Author here. It's mainly for k8s resources; but if you install operators like external-dns or something like crossplane into your cluster, you can manage infra too.
I've considered dropping terraform (openTofu) for our k8s resources since k8s is stateful anyway.
But that would complicate synchronization with resources outside of k8s, like tailscale, DNS, managed databases, cloud storage (S3 compatible) - and even mapping k8s ingress to load_balancer and external DNS.
So far I feel that everything in terraform is the most simple and reasonable solution - mostly because everything can be handled by a single tool and language.
> into your cluster
I guess the point is: what if you don't have a cluster.

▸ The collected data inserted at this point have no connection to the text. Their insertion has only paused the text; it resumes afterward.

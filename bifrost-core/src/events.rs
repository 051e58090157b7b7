//! Structure of Arrays (`SoA`) event storage.
//!
//! Events belonging to a binned [`crate::DataArray`] are stored in one flat
//! table. Each event records the row-major index of the bin it belongs to,
//! its weight, and any number of per-event coordinates along the `event`
//! dimension.

use crate::error::{Error, Result};
use crate::units::Unit;
use crate::variable::Variable;
use std::collections::BTreeMap;

/// Dimension label of per-event coordinates.
pub const EVENT_DIM: &str = "event";

/// A table of events in Structure of Arrays format.
#[derive(Debug, Clone, Default, PartialEq)]
pub struct EventTable {
    /// Row-major index of the owning bin, for every event.
    pub bin: Vec<usize>,
    /// Event weights.
    pub weights: Vec<f64>,
    /// Variances of the event weights.
    pub variances: Option<Vec<f64>>,
    /// Per-event coordinates, each with the single dimension [`EVENT_DIM`].
    pub coords: BTreeMap<String, Variable>,
}

impl EventTable {
    /// Unit-weight events (variance 1) in the given bins.
    #[must_use]
    pub fn unit_weights(bin: Vec<usize>) -> Self {
        let n = bin.len();
        Self {
            bin,
            weights: vec![1.0; n],
            variances: Some(vec![1.0; n]),
            coords: BTreeMap::new(),
        }
    }

    /// Returns the number of events.
    #[must_use]
    pub fn len(&self) -> usize {
        self.bin.len()
    }

    /// Returns true if there are no events.
    #[must_use]
    pub fn is_empty(&self) -> bool {
        self.bin.is_empty()
    }

    /// Per-event coordinate by name.
    ///
    /// # Errors
    /// Returns [`Error::MissingCoordinate`] if the coordinate does not exist.
    pub fn coord(&self, name: &str) -> Result<&Variable> {
        self.coords
            .get(name)
            .ok_or_else(|| Error::MissingCoordinate(name.to_string()))
    }

    /// Insert or replace a per-event coordinate.
    ///
    /// # Errors
    /// Returns [`Error::ShapeMismatch`] unless the variable is 1-d along
    /// [`EVENT_DIM`] with one value per event.
    pub fn insert_coord(&mut self, name: &str, var: Variable) -> Result<()> {
        if var.dims() != [EVENT_DIM] || var.len() != self.len() {
            return Err(Error::ShapeMismatch(format!(
                "event coordinate '{name}' has dims {:?} and {} values for {} events",
                var.dims(),
                var.len(),
                self.len()
            )));
        }
        self.coords.insert(name.to_string(), var);
        Ok(())
    }

    /// Keep only the events for which `keep` is true.
    ///
    /// # Errors
    /// Returns an error if `keep` has the wrong length.
    pub fn filter(&self, keep: &[bool]) -> Result<EventTable> {
        if keep.len() != self.len() {
            return Err(Error::DimensionMismatch {
                dim: EVENT_DIM.to_string(),
                expected: self.len(),
                found: keep.len(),
            });
        }
        let indices: Vec<usize> = keep
            .iter()
            .enumerate()
            .filter_map(|(i, &k)| k.then_some(i))
            .collect();
        self.take(&indices)
    }

    /// Events at the given positions, in that order.
    ///
    /// # Errors
    /// Returns an error if an index is out of range.
    pub fn take(&self, indices: &[usize]) -> Result<EventTable> {
        let pick = |v: &[f64]| indices.iter().map(|&i| v[i]).collect::<Vec<_>>();
        if indices.iter().any(|&i| i >= self.len()) {
            return Err(Error::ShapeMismatch("event index out of range".to_string()));
        }
        let dims = [EVENT_DIM.to_string()];
        let shape = [self.len()];
        let coords = self
            .coords
            .iter()
            .map(|(k, v)| Ok((k.clone(), v.gather(&dims, &shape, indices, EVENT_DIM)?)))
            .collect::<Result<BTreeMap<_, _>>>()?;
        Ok(EventTable {
            bin: indices.iter().map(|&i| self.bin[i]).collect(),
            weights: pick(&self.weights),
            variances: self.variances.as_deref().map(pick),
            coords,
        })
    }

    /// Append `other`, shifting its bin indices by `bin_offset`.
    ///
    /// # Errors
    /// Returns an error if the coordinate sets differ or units are incompatible.
    pub fn append(&mut self, other: &EventTable, bin_offset: usize) -> Result<()> {
        if self.coords.len() != other.coords.len()
            || self.coords.keys().any(|k| !other.coords.contains_key(k))
        {
            return Err(Error::ShapeMismatch(format!(
                "event coordinates differ: {:?} vs {:?}",
                self.coords.keys().collect::<Vec<_>>(),
                other.coords.keys().collect::<Vec<_>>()
            )));
        }
        for (name, var) in &mut self.coords {
            let theirs = other.coord(name)?;
            *var = Variable::concat(&[var.clone(), theirs.clone()], EVENT_DIM)?;
        }
        match (&mut self.variances, &other.variances) {
            (Some(mine), Some(theirs)) => mine.extend_from_slice(theirs),
            (mine @ Some(_), None) => *mine = None,
            _ => {}
        }
        self.bin.extend(other.bin.iter().map(|b| b + bin_offset));
        self.weights.extend_from_slice(&other.weights);
        Ok(())
    }

    /// Sum of weights per bin, for `n_bins` bins.
    #[must_use]
    pub fn weights_per_bin(&self, n_bins: usize) -> Vec<f64> {
        let mut sums = vec![0.0; n_bins];
        for (&b, &w) in self.bin.iter().zip(&self.weights) {
            if let Some(s) = sums.get_mut(b) {
                *s += w;
            }
        }
        sums
    }

    /// Number of events per bin, for `n_bins` bins.
    #[must_use]
    pub fn events_per_bin(&self, n_bins: usize) -> Vec<usize> {
        let mut counts = vec![0; n_bins];
        for &b in &self.bin {
            if let Some(c) = counts.get_mut(b) {
                *c += 1;
            }
        }
        counts
    }

    /// Sum of all weights.
    #[must_use]
    pub fn total_weight(&self) -> f64 {
        self.weights.iter().sum()
    }

    /// Weights as a variable along [`EVENT_DIM`].
    #[must_use]
    pub fn weights_variable(&self, unit: Unit) -> Variable {
        Variable::floats_1d(EVENT_DIM, self.weights.clone(), unit)
    }
}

And also: what manages the Kubernetes cluster lifecycle in the cloud provider, or on bare metal?
There is life before (and beyond) Kubernetes.
What alternative to terraform would one use to set up the whole cluster before provisioning any resources?
I currently have a custom script that is a mix between terraform and ansible that sets up a proxmox cluster, then a k3s cluster and a few haproxys with keepalived on top. Granted, maybe not the most standard setup.
Do you have a complex Ansible setup? For the few bespoke VMs I need, I've been able to get away with cloud init so far - but they're explicitly set up to be reasonable to nuke and recreate - if they had more personality and needed to be more managed as pets - I would probably need to reach for something like Ansible - or see if I could build images (vm or Docker).
But then with images I'm on the hook for patching... Not simply auto-patching via apt...
ok, that makes sense. A better Helm would be nice. timoni.sh is getting better and better, but Cue is a big hurdle.
Unfortunately, I'm not a big fan of the yaml-hell that crossplane is either.
But as a Terraform replacement systeminit.com is still the strongest looking contender.
> A better Helm would be nice.
Consider CDK8s (Typescript or Go) or Jsonnet. We evaluated Cue and the two aforementioned options and ended up with CDK8s using Typescript and it's incredibly powerful.
Hm... CDK8s just helps herding k8s yaml, nothing else?
There's nothing like terraform plan/apply?
I mean - some help wrangling yaml is welcome - but I already get (some) help from terraform with the k8s provider there...
Do you check in the generated yaml in git, or just the typescript code?
It’s just a dunk on terraform to promote yet another K8s provisioning thing.
> If you really do think that Terraform is code, then go try and make multiple DNS records for each random instance ID based on a dynamic number of instances. Correct me if I'm wrong, but I don't think you can do that in Terraform.
It's possible a few ways. I prefer modules, and this LLM answer describes an older way with count and for_each.
It's always possible that incantation of the problem space has a gotcha that needs a work around, but I doubt it would be a blocker.
https://www.perplexity.ai/search/if-you-really-do-think-that...
>> Wait, there's something here that I'm not getting. Why are you compiling the code to WebAssembly instead of just running it directly on the server?
> Well, everything's a tradeoff. Let's imagine a world where you run the code on the server directly.
> If you're using a language like Python, you need to have the Python runtime and any dependencies installed. This means you have to incur the famous wrath of pip (pip hell is a real place and you will go there without notice). If you're using a language like Go, you need to have either the Go compiler toolchain installed or prebuild binaries for every permutation of CPU architecture and OS that you want to run your infrastructure on. This doesn't scale well.
> One of the main advantages of using WebAssembly here is that you can compile your code once and then run it anywhere that has a WebAssembly runtime, such as with the yoke CLI or with Air Traffic Controller.
At this point, why not use a proper runtime like JVM or .Net?
Then one can also easily use reasonable languages like C#, Java or Kotlin as well.
> At this point, why not use a proper runtime like JVM or .Net?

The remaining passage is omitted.